Getting Started

API Keys

Operational best practices for API key lifecycle management.

Separate Keys by Environment

Use dedicated keys for development, staging, and production.

EnvironmentRecommended Key NameNotes
Productionprod-mainStrict monitoring and alerts
Stagingstaging-mainMirror production traffic shape
Developmentdev-localLower quotas and sandbox workflows

Naming Convention

  • Include service name and environment, e.g. api-gateway-prod.
  • Avoid generic names like test1 or key-new.
  • Add ownership tag in internal docs.

Monitoring

Use API Management page to monitor per-key call volume and last-used timestamp.

  1. Review inactive keys weekly.
  2. Delete unused keys to reduce risk.
  3. Alert on unusual traffic spikes.

Production Readiness

  • Pin SDK/API versions in deployment manifests and release notes.
  • Record request_id/job_id in logs for every API interaction.
  • Run smoke tests after each deploy using a known short test video.
  • Separate dev/staging/prod keys and rotate keys regularly.
Tip: Treat docs examples as baseline templates; finalize payload defaults in your own backend policy layer.

Acceptance Checklist

  1. Validate one success path and one failure path end-to-end.
  2. Confirm credits, usage metrics, and output links are consistent.
  3. Set retry and timeout policy for 429/5xx response handling.
  4. Document rollback procedure for integration incidents.

Key Governance Model

ScopeOwnerRotation Window
Production APIPlatform Team30-90 days
Staging APIEngineeringOn each release cycle
Developer SandboxIndividual DevOn role/offboarding change

When to Use API Keys

API Keys belongs to the Getting Started section and covers operational best practices for api key lifecycle management.
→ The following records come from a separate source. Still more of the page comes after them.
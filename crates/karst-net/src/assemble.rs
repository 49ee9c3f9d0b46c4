// Copyright (c) 2025 Felix Kahle.
//
// Permission is hereby granted, free of charge, to any person obtaining
// a copy of this software and associated documentation files (the
// "Software"), to deal in the Software without restriction, including
// without limitation the rights to use, copy, modify, merge, publish,
// distribute, sublicense, and/or sell copies of the Software, and to
// permit persons to whom the Software is furnished to do so, subject to
// the following conditions:
//
// The above copyright notice and this permission notice shall be
// included in all copies or substantial portions of the Software.
//
// THE SOFTWARE IS PROVIDED "AS IS", WITHOUT WARRANTY OF ANY KIND,
// EXPRESS OR IMPLIED, INCLUDING BUT NOT LIMITED TO THE WARRANTIES OF
// MERCHANTABILITY, FITNESS FOR A PARTICULAR PURPOSE AND
// NONINFRINGEMENT. IN NO EVENT SHALL THE AUTHORS OR COPYRIGHT HOLDERS BE
// LIABLE FOR ANY CLAIM, DAMAGES OR OTHER LIABILITY, WHETHER IN AN ACTION
// OF CONTRACT, TORT OR OTHERWISE, ARISING FROM, OUT OF OR IN CONNECTION
// WITH THE SOFTWARE OR THE USE OR OTHER DEALINGS IN THE SOFTWARE.

//! The network assembler.
//!
//! Unifies stations and shots across the files of a project. Station names
//! are file-local unless declared as links: a name that collides with an
//! earlier file and is not a link of its file entry is qualified with the
//! file stem (`stem:name`), so only declared links bridge files.
//!
//! Fixed stations are materialised last, overriding any computed position
//! and marking the station as an anchor whose origin is itself.

use crate::delta::shot_delta;
use crate::network::{NetworkBuilder, SurveyNetwork};
use karst_core::math::vec3::Vector3D;
use karst_core::units::feet_from_meters;
use karst_model::diag::{DiagnosticKind, Diagnostics};
use karst_model::geomag::GeomagneticModel;
use karst_model::project::{DeclinationMode, FileEntry, Project};
use karst_model::survey::{ShotFlags, Survey};
use std::collections::HashMap;
use tracing::{debug, info, warn};

/// Assembles the survey network of a project.
///
/// `surveys_by_file` maps each file entry's path (as written in the
/// project) to its parsed surveys; entries without data are skipped with a
/// warning. `geomag` backs the automatic-declination policy; without a
/// model the entered declination is used.
pub fn assemble(
    project: &Project,
    surveys_by_file: &HashMap<String, Vec<Survey>>,
    geomag: Option<&dyn GeomagneticModel>,
    diag: &mut Diagnostics,
) -> SurveyNetwork {
    let mut builder = NetworkBuilder::new();
    let convergence = project.effective_convergence();

    for entry in &project.files {
        let Some(surveys) = surveys_by_file.get(&entry.path) else {
            warn!(file = %entry.path, "no survey data supplied for project file");
            continue;
        };

        let mut renames: HashMap<String, String> = HashMap::new();
        for survey in surveys {
            let declination = effective_declination(project, survey, geomag);
            add_survey(
                &mut builder,
                entry,
                survey,
                declination,
                convergence,
                project,
                &mut renames,
                diag,
            );
        }
    }

    // Fixed stations override computed data and become anchors. Their
    // names are links by definition and are never qualified.
    for entry in &project.files {
        for fixed in &entry.fixed {
            let index = builder.intern(&fixed.name);
            builder.set_fixed(index, fixed.position_feet());
            debug!(station = %fixed.name, "fixed station materialised");
        }
    }

    if let Some(base) = project.base {
        builder.set_fallback_origin(Vector3D::new(
            feet_from_meters(base.east),
            feet_from_meters(base.north),
            feet_from_meters(base.elevation),
        ));
    }

    let network = builder.build();
    info!(
        stations = network.station_count(),
        shots = network.shots().len(),
        anchors = network.anchors().len(),
        surveyed_feet = network.surveyed_length(),
        "network assembled"
    );
    network
}

#[allow(clippy::too_many_arguments)]
fn add_survey(
    builder: &mut NetworkBuilder,
    entry: &FileEntry,
    survey: &Survey,
    declination: f64,
    convergence: Option<f64>,
    project: &Project,
    renames: &mut HashMap<String, String>,
    diag: &mut Diagnostics,
) {
    let flags = &project.flags;

    for shot in &survey.shots {
        if shot.flags.exclude_all && flags.honours_exclude_all() {
            continue;
        }

        let Some(vector) = shot_delta(survey, shot, declination, convergence, &entry.path, diag)
        else {
            continue;
        };

        let from = resolve_name(builder, entry, renames, &shot.from, diag);
        let to = resolve_name(builder, entry, renames, &shot.to, diag);
        let from = builder.intern(&from);
        let to = builder.intern(&to);

        let effective = ShotFlags {
            exclude_length: shot.flags.exclude_length && flags.honours_exclude_length(),
            exclude_plot: shot.flags.exclude_plot && flags.honours_exclude_plot(),
            exclude_all: false,
            no_adjust: shot.flags.no_adjust && flags.honours_no_adjust(),
        };
        builder.add_shot(from, to, vector.delta, vector.length, effective);
    }
}

/// Maps a file-local station name into the global namespace.
///
/// Declared links identify with existing stations; other collisions are
/// qualified with the file stem. The first resolution of a name within a
/// file is cached and reused for the rest of the file.
fn resolve_name(
    builder: &NetworkBuilder,
    entry: &FileEntry,
    renames: &mut HashMap<String, String>,
    name: &str,
    diag: &mut Diagnostics,
) -> String {
    if let Some(resolved) = renames.get(name) {
        return resolved.clone();
    }

    let resolved = if builder.contains(name) && !entry.is_link(name) {
        let qualified = format!("{}:{}", entry.stem(), name);
        diag.warning(
            DiagnosticKind::NetworkDuplicate,
            format!(
                "station '{}' in '{}' collides with an earlier file; renamed to '{}'",
                name, entry.path, qualified
            ),
            None,
        );
        debug!(station = name, file = %entry.path, renamed = %qualified, "duplicate station renamed");
        qualified
    } else {
        name.to_string()
    };

    renames.insert(name.to_string(), resolved.clone());
    resolved
}

/// Resolves the declination to apply for one survey under the project's
/// declination policy.
fn effective_declination(
    project: &Project,
    survey: &Survey,
    geomag: Option<&dyn GeomagneticModel>,
) -> f64 {
    match project.flags.declination {
        DeclinationMode::Ignore => 0.0,
        DeclinationMode::Entered => survey.declination,
        DeclinationMode::Auto => match (geomag, project.base) {
            (Some(model), Some(base)) => model.declination(
                base.east,
                base.north,
                base.elevation,
                project.datum.as_deref().unwrap_or(""),
                project.effective_zone().unwrap_or(0),
                survey.date,
            ),
            // No model or no location: fall back to the entered value.
            _ => survey.declination,
        },
    }
}

#[cfg(test)]
mod tests {
    use super::*;
    use karst_model::geomag::ConstantDeclination;
    use karst_model::loading::project::parse_project;
    use karst_model::project::{BaseLocation, FixedStation, FixedUnit};
    use karst_model::survey::Shot;

    fn file_entry(path: &str) -> FileEntry {
        FileEntry {
            path: path.into(),
            ..FileEntry::default()
        }
    }

    fn survey_with(shots: Vec<Shot>) -> Survey {
        let mut survey = Survey::named("CAVE", "S");
        survey.shots = shots;
        survey
    }

    #[test]
    fn test_single_file_assembly() {
        let mut project = Project::default();
        project.files.push(file_entry("a.dat"));
        project.files[0].fixed.push(FixedStation {
            name: "A".into(),
            unit: FixedUnit::Feet,
            east: 0.0,
            north: 0.0,
            vert: 0.0,
        });

        let mut surveys = HashMap::new();
        surveys.insert(
            "a.dat".to_string(),
            vec![survey_with(vec![Shot::of("A", "B", 100.0, 0.0, 0.0)])],
        );

        let mut diag = Diagnostics::new();
        let network = assemble(&project, &surveys, None, &mut diag);

        assert_eq!(network.station_count(), 2);
        assert_eq!(network.shots().len(), 1);
        assert_eq!(network.anchors().len(), 1);
        let a = network.index_of("A").unwrap();
        assert!(network.station(a).fixed);
        assert_eq!(network.station(a).position, Some(Vector3D::new(0.0, 0.0, 0.0)));
    }

    #[test]
    fn test_link_station_rename() {
        // file1 has X1 and P; file2 links P and accidentally reuses X1.
        let mut project = Project::default();
        project.files.push(file_entry("file1.dat"));
        let mut second = file_entry("file2.dat");
        second.links.push("P".into());
        project.files.push(second);

        let mut surveys = HashMap::new();
        surveys.insert(
            "file1.dat".to_string(),
            vec![survey_with(vec![Shot::of("X1", "P", 10.0, 0.0, 0.0)])],
        );
        surveys.insert(
            "file2.dat".to_string(),
            vec![survey_with(vec![
                Shot::of("P", "X2", 10.0, 90.0, 0.0),
                Shot::of("X2", "X1", 10.0, 0.0, 0.0),
            ])],
        );

        let mut diag = Diagnostics::new();
        let network = assemble(&project, &surveys, None, &mut diag);

        // P bridges the files; the stray X1 is qualified.
        assert!(network.index_of("P").is_some());
        assert!(network.index_of("X2").is_some());
        assert!(network.index_of("file2:X1").is_some());
        assert_eq!(network.station_count(), 4);
        assert_eq!(diag.of_kind(DiagnosticKind::NetworkDuplicate).count(), 1);
    }

    #[test]
    fn test_exclusion_flags_respected() {
        let mut project = Project::default();
        project.files.push(file_entry("a.dat"));

        let mut excluded = Shot::of("A", "B", 10.0, 0.0, 0.0);
        excluded.flags.exclude_all = true;
        let mut length_only = Shot::of("B", "C", 10.0, 0.0, 0.0);
        length_only.flags.exclude_length = true;

        let mut surveys = HashMap::new();
        surveys.insert(
            "a.dat".to_string(),
            vec![survey_with(vec![excluded.clone(), length_only])],
        );

        let mut diag = Diagnostics::new();
        let network = assemble(&project, &surveys, None, &mut diag);
        assert_eq!(network.shots().len(), 1);
        assert_eq!(network.surveyed_length(), 0.0);

        // With the master switch off, the X flag is ignored.
        project.flags.apply_shot_flags = false;
        let network = assemble(&project, &surveys, None, &mut diag);
        assert_eq!(network.shots().len(), 2);
        assert_eq!(network.surveyed_length(), 20.0);
    }

    #[test]
    fn test_declination_modes() {
        let mut project = Project::default();
        project.files.push(file_entry("a.dat"));
        project.base = Some(BaseLocation {
            east: 0.0,
            north: 0.0,
            elevation: 0.0,
            zone: 13,
            convergence: 0.0,
        });

        let mut survey = survey_with(vec![Shot::of("A", "B", 100.0, 0.0, 0.0)]);
        survey.declination = 90.0;
        let mut surveys = HashMap::new();
        surveys.insert("a.dat".to_string(), vec![survey]);

        let mut diag = Diagnostics::new();

        // Entered: the 90 degree declination turns the shot east.
        let network = assemble(&project, &surveys, None, &mut diag);
        assert!((network.shots()[0].delta.east - 100.0).abs() < 1e-9);

        // Ignored: the shot stays north.
        project.flags.declination = DeclinationMode::Ignore;
        let network = assemble(&project, &surveys, None, &mut diag);
        assert!((network.shots()[0].delta.north - 100.0).abs() < 1e-9);

        // Auto: the model overrides the entered value.
        project.flags.declination = DeclinationMode::Auto;
        let model = ConstantDeclination(180.0);
        let network = assemble(&project, &surveys, Some(&model), &mut diag);
        assert!((network.shots()[0].delta.north + 100.0).abs() < 1e-9);
    }

    #[test]
    fn test_parsed_project_round_trip() {
        let project = parse_project(b"#main.dat,GR1[F,100,200,300];").unwrap();
        let mut surveys = HashMap::new();
        surveys.insert(
            "main.dat".to_string(),
            vec![survey_with(vec![Shot::of("GR1", "GR2", 50.0, 0.0, 0.0)])],
        );

        let mut diag = Diagnostics::new();
        let network = assemble(&project, &surveys, None, &mut diag);
        let anchor = network.index_of("GR1").unwrap();
        assert_eq!(
            network.station(anchor).position,
            Some(Vector3D::new(100.0, 200.0, 300.0))
        );
        assert!(network.station(anchor).fixed);
    }
}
The page is written for developers and operators who need predictable video background removal behavior in production, not just a one-off demo request.

  • Use API Keys when you are setting up a new RemoveBGVideo integration or onboarding another engineer.
  • Convert each checklist item into a small staging test before enabling production traffic.
  • Keep these defaults in your own backend configuration so UI clients do not need to understand every API detail.

Implementation Notes

Before you promote this workflow, test it with at least one short clip, one longer clip, and one visually difficult clip from your actual product or customer segment.

For support and debugging, persist the original input reference, selected model, output format, credit usage, and final job status alongside your internal user or project id.

  • Do not ship with a personal sandbox API key in production.
  • Do not skip failure-path testing; invalid files, insufficient credits, and transient worker errors need visible handling.
  • Do not hardcode model and output defaults in multiple services without one owner for changes.

FAQ

QuestionAnswer
Is API Keys required for every integration?Use it when the topic affects your setup, quality target, or operational workflow.
What should I test before going live?Verify success, failure, timeout, retry, and insufficient-credit paths with realistic video files and the same output format you plan to ship.
How does this connect to the rest of the API?Most workflows connect upload or source URL handling, job creation, status polling, output retrieval, usage tracking, and operational logging.